Course dates: 22 - 26 August 2016

This short course is being run by the School's Centre for Global Non-Communicable Diseases.

Non-communicable diseases (NCDs), such as cardiovascular disease and cancer, are responsible for the greatest burden of death and disability globally. No longer viewed as diseases of affluence, NCDs are of critical importance to all countries and are firmly on the global political agenda. Successfully addressing the complex causes of these diseases and reducing the global burden will involve interdisciplinary approaches and a systems viewpoint. Researchers and policy makers from around the world working in this field thus require a critical understanding of the commonalities and differences in perspectives across sectors, which will enable them to work effectively within a ‘global’ ecological perspective on NCDs.

The School’s Centre for Global Non-Communicable Diseases fosters collaboration between NCD researchers, across a range of settings and disciplines and is in a unique position to deliver this multi-disciplinary course. The course will address the current paradigms and controversies in epidemiology, health systems and policy research, equipping participants with the language and skills to progress further in their fields.

Who should attend?

Healthcare and public health professionals to policymakers from a range of sectors who are interested in studying and combating NCDs from an interdisciplinary perspective. The course will have a Global focus, with experts and examples from a range of settings outside of the UK. Participants should have a basic understanding of statistics and epidemiological study designs and a good command of English.

Course fee

The fee for 2016 is £1,260

This fee covers participation in the course, materials, refreshments, lunch on day one and one evening meal but does not cover travel costs, accommodation or other meals. Fees must be paid in full by the deadline stated on the invoice. Applicants must pay the full course fee, or provide a letter guaranteeing funding from their sponsor in order to secure their place on the course.

Course objectives

Aims & Objectives

The primary aim is to train public health professionals in the interdisciplinary approaches to NCD prevention, treatment and care. Specifically, the course aims to expose participants to key theoretical and empirical knowledge in NCD research from a range of disciplines, including epidemiology, public health, economics and health systems highlighting the commonalities and differences in approaches.

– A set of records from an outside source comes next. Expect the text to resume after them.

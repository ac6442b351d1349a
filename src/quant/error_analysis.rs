//! Quantization Error Analysis
//!
//! Measures how far a [`QuantizedArray`] drifts from the float tensor it
//! represents:
//! - MSE / MAE / maximum absolute error
//! - Signal-to-Quantization-Noise Ratio
//! - Comparison against the theoretical half-step bound

use super::array::QuantizedArray;
use super::calibration::QuantParams;
use crate::error::{Error, Result};
use ndarray::ArrayD;
use serde::{Deserialize, Serialize};

/// Error statistics for quantization analysis
#[derive(Clone, Debug, Default, Serialize, Deserialize)]
pub struct QuantErrorStats {
    /// Mean Squared Error
    pub mse: f64,
    /// Mean Absolute Error
    pub mae: f64,
    /// Maximum absolute error
    pub max_error: f64,
    /// Signal-to-Quantization-Noise Ratio (SQNR) in dB
    pub sqnr_db: f64,
    /// Number of samples
    pub num_samples: usize,
}

impl QuantErrorStats {
    /// Root Mean Squared Error
    pub fn rmse(&self) -> f64 {
        self.mse.sqrt()
    }
}

/// Compare float values against their quantized representation
pub fn analyze_error(original: &ArrayD<f64>, quantized: &QuantizedArray) -> Result<QuantErrorStats> {
    if original.shape() != quantized.shape() {
        return Err(Error::ShapeMismatch {
            expected: original.shape().to_vec(),
            got: quantized.shape().to_vec(),
        });
    }
    if original.is_empty() {
        return Ok(QuantErrorStats::default());
    }

    let dequantized = quantized.dequant();
    let n = original.len() as f64;

    let (sum_sq, sum_abs, max_error, signal) = original.iter().zip(dequantized.iter()).fold(
        (0.0, 0.0, 0.0f64, 0.0),
        |(sq, abs, max, sig), (&o, &d)| {
            let e = (o - d).abs();
            (sq + e * e, abs + e, max.max(e), sig + o * o)
        },
    );

    let mse = sum_sq / n;
    let signal_power = signal / n;
    let sqnr_db = if mse > 1e-20 {
        10.0 * (signal_power / mse).log10()
    } else {
        f64::INFINITY
    };

    Ok(QuantErrorStats {
        mse,
        mae: sum_abs / n,
        max_error,
        sqnr_db,
        num_samples: original.len(),
    })
}

/// Largest rounding error inside the calibration range: half a step
pub fn theoretical_max_error(params: &QuantParams) -> f64 {
    params.scale / 2.0
}

/// Theoretical SQNR for uniform b-bit quantization: 6.02 * b + 1.76 dB
pub fn theoretical_sqnr(n_bits: u32) -> f64 {
    6.02 * n_bits as f64 + 1.76
}

/// Check the measured maximum error against the half-step bound
pub fn error_within_bounds(stats: &QuantErrorStats, params: &QuantParams, tolerance: f64) -> bool {
    stats.max_error <= theoretical_max_error(params) * (1.0 + tolerance)
}

#[cfg(test)]
mod tests {
    use super::*;
    use approx::assert_abs_diff_eq;
    use ndarray::arr1;
    use proptest::prelude::*;

    proptest! {
        #![proptest_config(proptest::test_runner::Config::with_cases(100))]

        #[test]
        fn prop_calibrated_error_within_bounds(
            data in prop::collection::vec(-10.0f64..10.0, 2..64),
            n_bits in 2u32..13,
        ) {
            let values = arr1(&data).into_dyn();
            let q = QuantizedArray::quantize(values.clone(), n_bits).unwrap();
            let stats = analyze_error(&values, &q).unwrap();
            prop_assert!(error_within_bounds(&stats, &q.params(), 1e-6));
        }

        #[test]
        fn prop_more_bits_less_error(
            data in prop::collection::vec(-10.0f64..10.0, 16..64),
        ) {
            let values = arr1(&data).into_dyn();
            let q4 = QuantizedArray::quantize(values.clone(), 4).unwrap();
            let q12 = QuantizedArray::quantize(values.clone(), 12).unwrap();
            let e4 = analyze_error(&values, &q4).unwrap();
            let e12 = analyze_error(&values, &q12).unwrap();
            prop_assert!(e12.max_error <= e4.max_error + 1e-12);
        }
    }

    #[test]
    fn test_exact_values_have_zero_error() {
        let values = arr1(&[0.0, 1.0, 2.0, 3.0]).into_dyn();
        let q = QuantizedArray::quantize(values.clone(), 2).unwrap();
        let stats = analyze_error(&values, &q).unwrap();

        assert_abs_diff_eq!(stats.mse, 0.0, epsilon = 1e-20);
        assert_eq!(stats.num_samples, 4);
        assert!(stats.sqnr_db.is_infinite());
    }

    #[test]
    fn test_shape_mismatch() {
        let values = arr1(&[0.0, 1.0]).into_dyn();
        let q = QuantizedArray::quantize(arr1(&[0.0, 1.0, 2.0]), 8).unwrap();
        assert!(matches!(
            analyze_error(&values, &q),
            Err(Error::ShapeMismatch { .. })
        ));
    }

    #[test]
    fn test_theoretical_values() {
        let params = QuantParams::new(8, 0.5, 0).unwrap();
        assert_abs_diff_eq!(theoretical_max_error(&params), 0.25);
        assert_abs_diff_eq!(theoretical_sqnr(8), 49.92, epsilon = 1e-9);
    }

    #[test]
    fn test_rmse() {
        let stats = QuantErrorStats {
            mse: 4.0,
            ..Default::default()
        };
        assert_abs_diff_eq!(stats.rmse(), 2.0);
    }
}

At the end of the course, participants should be able to:

  • Critically evaluate the measures of NCD burden and their application from monitoring to policy evaluation;
  • Assess the value of different approaches to understand disease burden and risk factors for NCDs;
  • Evaluate health system requirements and capacity for combating global NCDs including the management of conditions;
  • Explain how health economics can be used to inform the policy process from modelling of risk factors to evaluating prevention strategies;
  • Analyse the policy process and the effectiveness of policy opportunities at different levels from system-wide changes to disease management;

Course Content

  • Scope, definition and burden of NCDs
  • Epidemiological approaches to research in NCDs
  • Health system capacity and the management of NCDs
  • Health economics applied to NCD research and policy
  • System-level changes and policy development
  • Hot topics and future directions

This course is run in collaboration with the University of Oxford.

Teaching Methods

The course will draw on the range of expertise available from the members of the Centre for Global Non-Communicable Diseases. Sessions will be run by researchers who specialise in NCDs and lectures will be given by experts in the field. The course will focus on NCDs as an international public health priority, as relevant to low- and middle-income countries as they are in high-income settings.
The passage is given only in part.